After crossing back into the USA, we camped on BLM land near Why, AZ.  It was rejuvenating.  We had a crackling campfire, saw the sun set, watched the moon rise, and listened to the coyotes yip.


Look at this sweet little 20 footer.


An ocotillo was in bloom.  They don’t really have a season, so when you see one blooming, it’s magnificent.


The next day, we took the scenic Ajo Mountain Drive in Organ Pipe Cactus Monument.  I never get tired of seeing cacti.  We couldn’t take this drive with our Chinook when we were at the park in February, so Ted drove us.  The road is quite rough, and the Chinook was at the upper limit for vehicle length.

Natural arch:


After packing up camp the next day, we traveled through Why and saw the coyotes waiting for food near the gas station again.  The mangy one was on the other side of the highway.  I don’t think these healthy ones wanted him begging with them.  He was bad for business.


We took Highway 86, through Tohono O’odham Nation.  This drive was just as scenic as Ajo Mountain Drive.  I highly recommend it.


Next stop: Tucson

Adios Mexico!

We spent our last week in Mexico collecting sea glass and enjoying the beach.

Ted and Dona took us hunting for seashells in a neighbouring village.

We were treated to a very low tide and full moon. We walked really far out into the Sea.  These pictures are taken from the Sea, looking back toward the little hotel beside the campground.  Too bad it was night. It would have been wonderful to see all the creatures in the tide pools.  I spied this little crab.

We left Mexico on March 4, 2018 with Ted and Dona.   Donna Dee didn’t travel with us. She had to leave a week earlier because she was meeting friends in Why, AZ. Unfortunately, she was robbed by police near Sonoyta. They prey on lone vehicles and set up a common trap.

They had a girl stand on the highway with a stop sign. There was no construction work and no reason to stop, but there were 2 marked police cars nearby. This trap gave the police a chance to scout out the driver and check that there were no witnesses. Donna gestured to ask if she could go on. The girl nodded and motioned for her to go. One of the police officers started following her and then came up beside her as if he wanted to pass, so she stopped. He gestured for her to go on. The speed limit was 40 kph, so she was careful and went 38 kph. The vehicle followed her a bit more and then pulled her over and showed her the radar gun and said she was going 67 kph. Right. They made her pay up in cash. It’s robbery, no matter how you want to dress it up.

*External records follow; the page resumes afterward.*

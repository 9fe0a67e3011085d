//! Events that trigger mode transitions

/// Button events, already reduced from raw scanner counts
#[derive(Debug, Clone, Copy, PartialEq, Eq)]
#[cfg_attr(feature = "defmt", derive(defmt::Format))]
pub enum Event {
    /// MODE went down this tick
    ModePress,
    /// UP went down this tick
    UpPress,
    /// UP has been held long enough for one more auto-repeat step
    UpRepeat,
    /// OK went down this tick
    OkPress,
}
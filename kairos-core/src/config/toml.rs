//! Minimal TOML reader for `clock.toml`
//!
//! Handles only the subset the clock configuration uses:
//! - `[section]` headers
//! - `key = value` pairs with integer, boolean or quoted string values
//! - `#` comments, whole-line or trailing
//!
//! Unknown keys are ignored so a newer file still boots older firmware.
//! Unknown sections are an error.

use crate::time::{Alarm, Field};

use super::types::{ClockConfig, ConfigError, ScanDir};

/// Parse error
#[derive(Debug, Clone, Copy, PartialEq, Eq)]
#[cfg_attr(feature = "defmt", derive(defmt::Format))]
pub enum ParseError {
    /// Unknown or malformed section header
    InvalidSection,
    /// Value has the wrong type or format
    InvalidValue,
    /// The file parsed but the result is inconsistent
    Invalid(ConfigError),
}

impl From<ConfigError> for ParseError {
    fn from(err: ConfigError) -> Self {
        ParseError::Invalid(err)
    }
}

#[derive(Debug, Clone, Copy, PartialEq, Eq)]
enum Section {
    Root,
    Timing,
    Alarm,
    Buttons,
    Display,
}

/// Parse and validate a configuration
///
/// Anything not set in `input` keeps its default.
pub fn parse_config(input: &str) -> Result<ClockConfig, ParseError> {
    let mut config = ClockConfig::default();
    let mut section = Section::Root;

    for line in input.lines() {
        let line = line.trim();

        if line.is_empty() || line.starts_with('#') {
            continue;
        }

        if line.starts_with('[') && line.ends_with(']') {
            section = parse_section_header(&line[1..line.len() - 1])?;
            continue;
        }

        if let Some((key, value)) = parse_key_value(line) {
            apply_value(section, key, value, &mut config)?;
        }
    }

    config.validate()?;
    Ok(config)
}

fn parse_section_header(header: &str) -> Result<Section, ParseError> {
    match header.trim() {
        "timing" => Ok(Section::Timing),
        "alarm" => Ok(Section::Alarm),
        "buttons" => Ok(Section::Buttons),
        "display" => Ok(Section::Display),
        _ => Err(ParseError::InvalidSection),
    }
}

fn apply_value(
    section: Section,
    key: &str,
    value: &str,
    config: &mut ClockConfig,
) -> Result<(), ParseError> {
    match section {
        Section::Timing => {
            let t = &mut config.timing;
            match key {
                "tick_ms" => t.tick_ms = parse_int(value)?,
                "blink_ms" => t.blink_ms = parse_int(value)?,
                "hold_ms" => t.hold_ms = parse_int(value)?,
                "hold_cap_ms" => t.hold_cap_ms = parse_int(value)?,
                "repeat_ms" => t.repeat_ms = parse_int(value)?,
                "alarm_ms" => t.alarm_ms = parse_int(value)?,
                _ => {}
            }
        }
        Section::Alarm => match key {
            "time" => {
                let enabled = config.alarm.enabled;
                config.alarm = parse_time(parse_string(value)?)?;
                config.alarm.enabled = enabled;
            }
            "enabled" => config.alarm.enabled = parse_bool(value)?,
            _ => {}
        },
        Section::Buttons => {
            let b = &mut config.buttons;
            match key {
                "mode" => b.mode = parse_int(value)?,
                "up" => b.up = parse_int(value)?,
                "ok" => b.ok = parse_int(value)?,
                _ => {}
            }
        }
        Section::Display => {
            if key == "scan_dir" {
                config.display.scan_dir =
                    ScanDir::from_name(parse_string(value)?).ok_or(ParseError::InvalidValue)?;
            }
        }
        Section::Root => {}
    }
    Ok(())
}

/// Parse "key = value" line
fn parse_key_value(line: &str) -> Option<(&str, &str)> {
    let eq_pos = line.find('=')?;
    let key = line[..eq_pos].trim();
    let value = line[eq_pos + 1..].trim();

    let value = match value.find('#') {
        Some(hash_pos) if value[..hash_pos].matches('"').count() % 2 == 0 => {
            value[..hash_pos].trim()
        }
        _ => value,
    };

    if key.is_empty() || value.is_empty() {
        return None;
    }

    Some((key, value))
}

fn parse_string(value: &str) -> Result<&str, ParseError> {
    if value.len() >= 2 && value.starts_with('"') && value.ends_with('"') {
        Ok(&value[1..value.len() - 1])
    } else {
        Ok(value)
    }
}

fn parse_int<T: core::str::FromStr>(value: &str) -> Result<T, ParseError> {
    value.parse().map_err(|_| ParseError::InvalidValue)
}

fn parse_bool(value: &str) -> Result<bool, ParseError> {
    match value {
        "true" => Ok(true),
        "false" => Ok(false),
        _ => Err(ParseError::InvalidValue),
    }
}

/// Parse "HH:MM:SS" into a disabled alarm
fn parse_time(value: &str) -> Result<Alarm, ParseError> {
    let mut parts = value.split(':');
    let mut next = |field: Field| -> Result<u8, ParseError> {
        let v: u8 = parse_int(parts.next().ok_or(ParseError::InvalidValue)?.trim())?;
        if field.contains(v) {
            Ok(v)
        } else {
            Err(ParseError::InvalidValue)
        }
    };
    let hour = next(Field::Hour)?;
    let min = next(Field::Min)?;
    let sec = next(Field::Sec)?;
    if parts.next().is_some() {
        return Err(ParseError::InvalidValue);
    }
    Ok(Alarm::new(hour, min, sec))
}

#[cfg(test)]
mod tests {
    use super::*;

    const SAMPLE: &str = r#"
# Desk clock
[timing]
tick_ms = 20
blink_ms = 400   # faster blink
hold_ms = 1000
repeat_ms = 100

[alarm]
time = "06:45:30"
enabled = true

[buttons]
mode = 3
up = 4
ok = 5

[display]
scan_dir = "U2D_R2L"
"#;

    #[test]
    fn test_parse_full_file() {
        let config = parse_config(SAMPLE).unwrap();
        assert_eq!(config.timing.tick_ms, 20);
        assert_eq!(config.timing.blink_ms, 400);
        assert_eq!(config.timing.hold_ms, 1000);
        assert_eq!(config.timing.hold_cap_ms, 60_000);
        assert_eq!(config.timing.repeat_ms, 100);
        assert_eq!(
            (config.alarm.hour, config.alarm.min, config.alarm.sec),
            (6, 45, 30)
        );
        assert!(config.alarm.enabled);
        assert_eq!(config.buttons.mode, 3);
        assert_eq!(config.buttons.ok, 5);
        assert_eq!(config.display.scan_dir, ScanDir::U2dR2l);
    }

    #[test]
    fn test_empty_input_gives_defaults() {
        assert_eq!(parse_config("").unwrap(), ClockConfig::default());
    }

    #[test]
    fn test_enabled_before_time_is_kept() {
        let config = parse_config("[alarm]\nenabled = true\ntime = \"08:00:00\"\n").unwrap();
        assert!(config.alarm.enabled);
        assert_eq!(config.alarm.hour, 8);
    }

    #[test]
    fn test_unknown_key_ignored() {
        let config = parse_config("[timing]\nfoo = 1\n").unwrap();
        assert_eq!(config, ClockConfig::default());
    }

    #[test]
    fn test_unknown_section_rejected() {
        assert_eq!(
            parse_config("[heater]\n"),
            Err(ParseError::InvalidSection)
        );
    }

    #[test]
    fn test_bad_values_rejected() {
        assert_eq!(
            parse_config("[timing]\ntick_ms = fast\n"),
            Err(ParseError::InvalidValue)
        );
        assert_eq!(
            parse_config("[alarm]\ntime = \"24:00:00\"\n"),
            Err(ParseError::InvalidValue)
        );
        assert_eq!(
            parse_config("[alarm]\ntime = \"07:00\"\n"),
            Err(ParseError::InvalidValue)
        );
        assert_eq!(
            parse_config("[display]\nscan_dir = \"diagonal\"\n"),
            Err(ParseError::InvalidValue)
        );
    }

    #[test]
    fn test_validation_runs_after_parse() {
        assert_eq!(
            parse_config("[buttons]\nup = 0\n"),
            Err(ParseError::Invalid(ConfigError::DuplicateButton))
        );
    }
}
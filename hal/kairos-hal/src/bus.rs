//! Display controller bus abstraction
//!
//! TFT controllers of the ILI9341 family expose a command/data pair: a
//! register (command) write selects what the following data words mean.
//! On the reference board the pair is memory mapped through the FSMC, but
//! an 8080-style GPIO bus or an SPI bridge fit the same trait.

/// Command/data bus to a display controller
///
/// All operations are infallible. The bus is a local, always-present
/// peripheral; a fault here is a hardware problem outside of what the
/// firmware can recover from.
pub trait LcdBus {
    /// Write a command (register index)
    fn write_reg(&mut self, reg: u16);

    /// Write one data word
    fn write_data(&mut self, data: u16);

    /// Read one data word
    fn read_data(&mut self) -> u16;

    /// Write a command followed by its parameter words
    fn write_command(&mut self, reg: u16, params: &[u16]) {
        self.write_reg(reg);
        for &p in params {
            self.write_data(p);
        }
    }

    /// Stream the same data word `count` times
    fn write_repeated(&mut self, data: u16, count: u32) {
        for _ in 0..count {
            self.write_data(data);
        }
    }
}

impl<T: LcdBus + ?Sized> LcdBus for &mut T {
    fn write_reg(&mut self, reg: u16) {
        (**self).write_reg(reg)
    }

    fn write_data(&mut self, data: u16) {
        (**self).write_data(data)
    }

    fn read_data(&mut self) -> u16 {
        (**self).read_data()
    }
}
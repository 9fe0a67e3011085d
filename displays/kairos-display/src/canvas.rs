//! Clock screen surface backed by the controller

use kairos_core::traits::{Canvas, Rgb565, TextMode};
use kairos_hal::LcdBus;

use crate::lcd::Lcd;

impl<B: LcdBus> Canvas for Lcd<B> {
    fn width(&self) -> u16 {
        self.info.width
    }

    fn height(&self) -> u16 {
        self.info.height
    }

    fn clear(&mut self, color: Rgb565) {
        Lcd::clear(self, color)
    }

    fn fill(&mut self, xs: u16, ys: u16, xe: u16, ye: u16, color: Rgb565) {
        Lcd::fill(self, xs, ys, xe, ye, color)
    }

    fn show_str(
        &mut self,
        x: u16,
        y: u16,
        text: &str,
        fg: Rgb565,
        bg: Rgb565,
        size: u8,
        mode: TextMode,
    ) {
        Lcd::show_str(self, x, y, text, fg, bg, size, mode)
    }

    fn show_int_num(&mut self, x: u16, y: u16, num: u16, len: u8, fg: Rgb565, bg: Rgb565, size: u8) {
        Lcd::show_int_num(self, x, y, num, len, fg, bg, size)
    }
}
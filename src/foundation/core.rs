pub use kurbo::{Affine, Rect, Vec2};

/// Integer device-space rectangle, half-open: `[left, right) x [top, bottom)`.
///
/// A rectangle whose right edge is not past its left edge (or bottom not past top) is empty.
#[derive(
    Clone, Copy, Debug, Default, PartialEq, Eq, Hash, serde::Serialize, serde::Deserialize,
)]
pub struct DeviceRect {
    /// Left edge (inclusive).
    pub left: i32,
    /// Top edge (inclusive).
    pub top: i32,
    /// Right edge (exclusive).
    pub right: i32,
    /// Bottom edge (exclusive).
    pub bottom: i32,
}

impl DeviceRect {
    /// The canonical empty rectangle.
    pub const EMPTY: Self = Self {
        left: 0,
        top: 0,
        right: 0,
        bottom: 0,
    };

    /// Build a rectangle from its edges.
    pub const fn new(left: i32, top: i32, right: i32, bottom: i32) -> Self {
        Self {
            left,
            top,
            right,
            bottom,
        }
    }

    /// Build a rectangle from origin and size.
    pub fn from_xywh(x: i32, y: i32, width: i32, height: i32) -> Self {
        Self::new(x, y, x.saturating_add(width), y.saturating_add(height))
    }

    /// Smallest integer rectangle covering `rect`.
    pub fn round_out(rect: Rect) -> Self {
        Self::new(
            rect.x0.floor() as i32,
            rect.y0.floor() as i32,
            rect.x1.ceil() as i32,
            rect.y1.ceil() as i32,
        )
    }

    /// Width in pixels, `0` for inverted rectangles.
    pub fn width(self) -> i32 {
        (self.right.saturating_sub(self.left)).max(0)
    }

    /// Height in pixels, `0` for inverted rectangles.
    pub fn height(self) -> i32 {
        (self.bottom.saturating_sub(self.top)).max(0)
    }

    /// Covered pixel count.
    pub fn area(self) -> i64 {
        i64::from(self.width()) * i64::from(self.height())
    }

    /// Return `true` when no pixel is covered.
    pub fn is_empty(self) -> bool {
        self.right <= self.left || self.bottom <= self.top
    }

    /// Intersection of both rectangles, [`DeviceRect::EMPTY`] when they do not overlap.
    pub fn intersect(self, other: Self) -> Self {
        let out = Self::new(
            self.left.max(other.left),
            self.top.max(other.top),
            self.right.min(other.right),
            self.bottom.min(other.bottom),
        );
        if out.is_empty() { Self::EMPTY } else { out }
    }

    /// Return `true` when both rectangles share at least one pixel.
    pub fn intersects(self, other: Self) -> bool {
        !self.intersect(other).is_empty()
    }

    /// Return `true` when `other` is non-empty and lies fully inside `self`.
    pub fn contains(self, other: Self) -> bool {
        !self.is_empty()
            && !other.is_empty()
            && other.left >= self.left
            && other.top >= self.top
            && other.right <= self.right
            && other.bottom <= self.bottom
    }

    /// Grow every edge outwards by `px` (shrinks for negative values).
    pub fn outset(self, px: i32) -> Self {
        Self::new(
            self.left.saturating_sub(px),
            self.top.saturating_sub(px),
            self.right.saturating_add(px),
            self.bottom.saturating_add(px),
        )
    }

    /// Translate by `(dx, dy)`.
    pub fn offset(self, dx: i32, dy: i32) -> Self {
        Self::new(
            self.left.saturating_add(dx),
            self.top.saturating_add(dy),
            self.right.saturating_add(dx),
            self.bottom.saturating_add(dy),
        )
    }

    /// Convert to a floating-point `kurbo` rectangle.
    pub fn to_rect(self) -> Rect {
        Rect::new(
            f64::from(self.left),
            f64::from(self.top),
            f64::from(self.right),
            f64::from(self.bottom),
        )
    }
}

impl std::fmt::Display for DeviceRect {
    fn fmt(&self, f: &mut std::fmt::Formatter<'_>) -> std::fmt::Result {
        write!(
            f,
            "[{}, {}, {}, {}]",
            self.left,
            self.top,
            self.width(),
            self.height()
        )
    }
}

/// Identity of the GPU context (render thread / device queue) that owns an image.
#[derive(
    Clone, Copy, Debug, Default, PartialEq, Eq, PartialOrd, Ord, Hash, serde::Serialize, serde::Deserialize,
)]
pub struct GpuContextId(pub u64);

/// Scene-graph node owning a cache manager, used for log correlation only.
#[derive(
    Clone, Copy, Debug, Default, PartialEq, Eq, PartialOrd, Ord, Hash, serde::Serialize, serde::Deserialize,
)]
pub struct NodeId(pub u64);

#[cfg(test)]
#[path = "../../tests/unit/foundation/core.rs"]
mod tests;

After her experience, we talked to others who travel frequently, and some had experienced it too. When we told Mexicans, they acted so surprised.

We did our research online and left Puerto Peñasco armed as best we could.

  1. We put the word “Sindicatura” and phone number on Paul’s driver’s license. The Sindicatura is the public works union that investigates and dismisses corrupt officials. Often just mentioning the word or seeing it in print is like sprinkling salt on a slug.
  2. If we really had a traffic violation, we would insist on going to the police station, and say that we wanted to talk to a Juez Califvador. This is a judge who determines if there was a violation and what the fine should be.
  3. We travelled with another vehicle.
  4. We stopped for the “ambulance” kids and gave them money.  They put a sticker on your windshield.  The corrupt police will look for that sticker and may leave you alone if you donated.
  5. I watched for speed limit signs like a hawk and photographed each one. Unfortunately, our dash cam died while we were in Mexico. What bad timing!

It was a stressful trip back to the border. Here are the ambulance kids.  Give them money!


“Safety Corridor”.  HA!  And “End Hassle Free Vehicle Zone”.  Look, our first peddler!

At the end of the Hassle Zone, we bought fresh tortillas and then went through our border inspection.  It went well.  We had to throw away some food, but we were expecting that.  The guards were pleasant young guys.

We spent the next few nights camping on BLM land near Why.  Ted and Dona drove us on the Ajo Mountain Drive in Organ Pipe Cactus National Monument.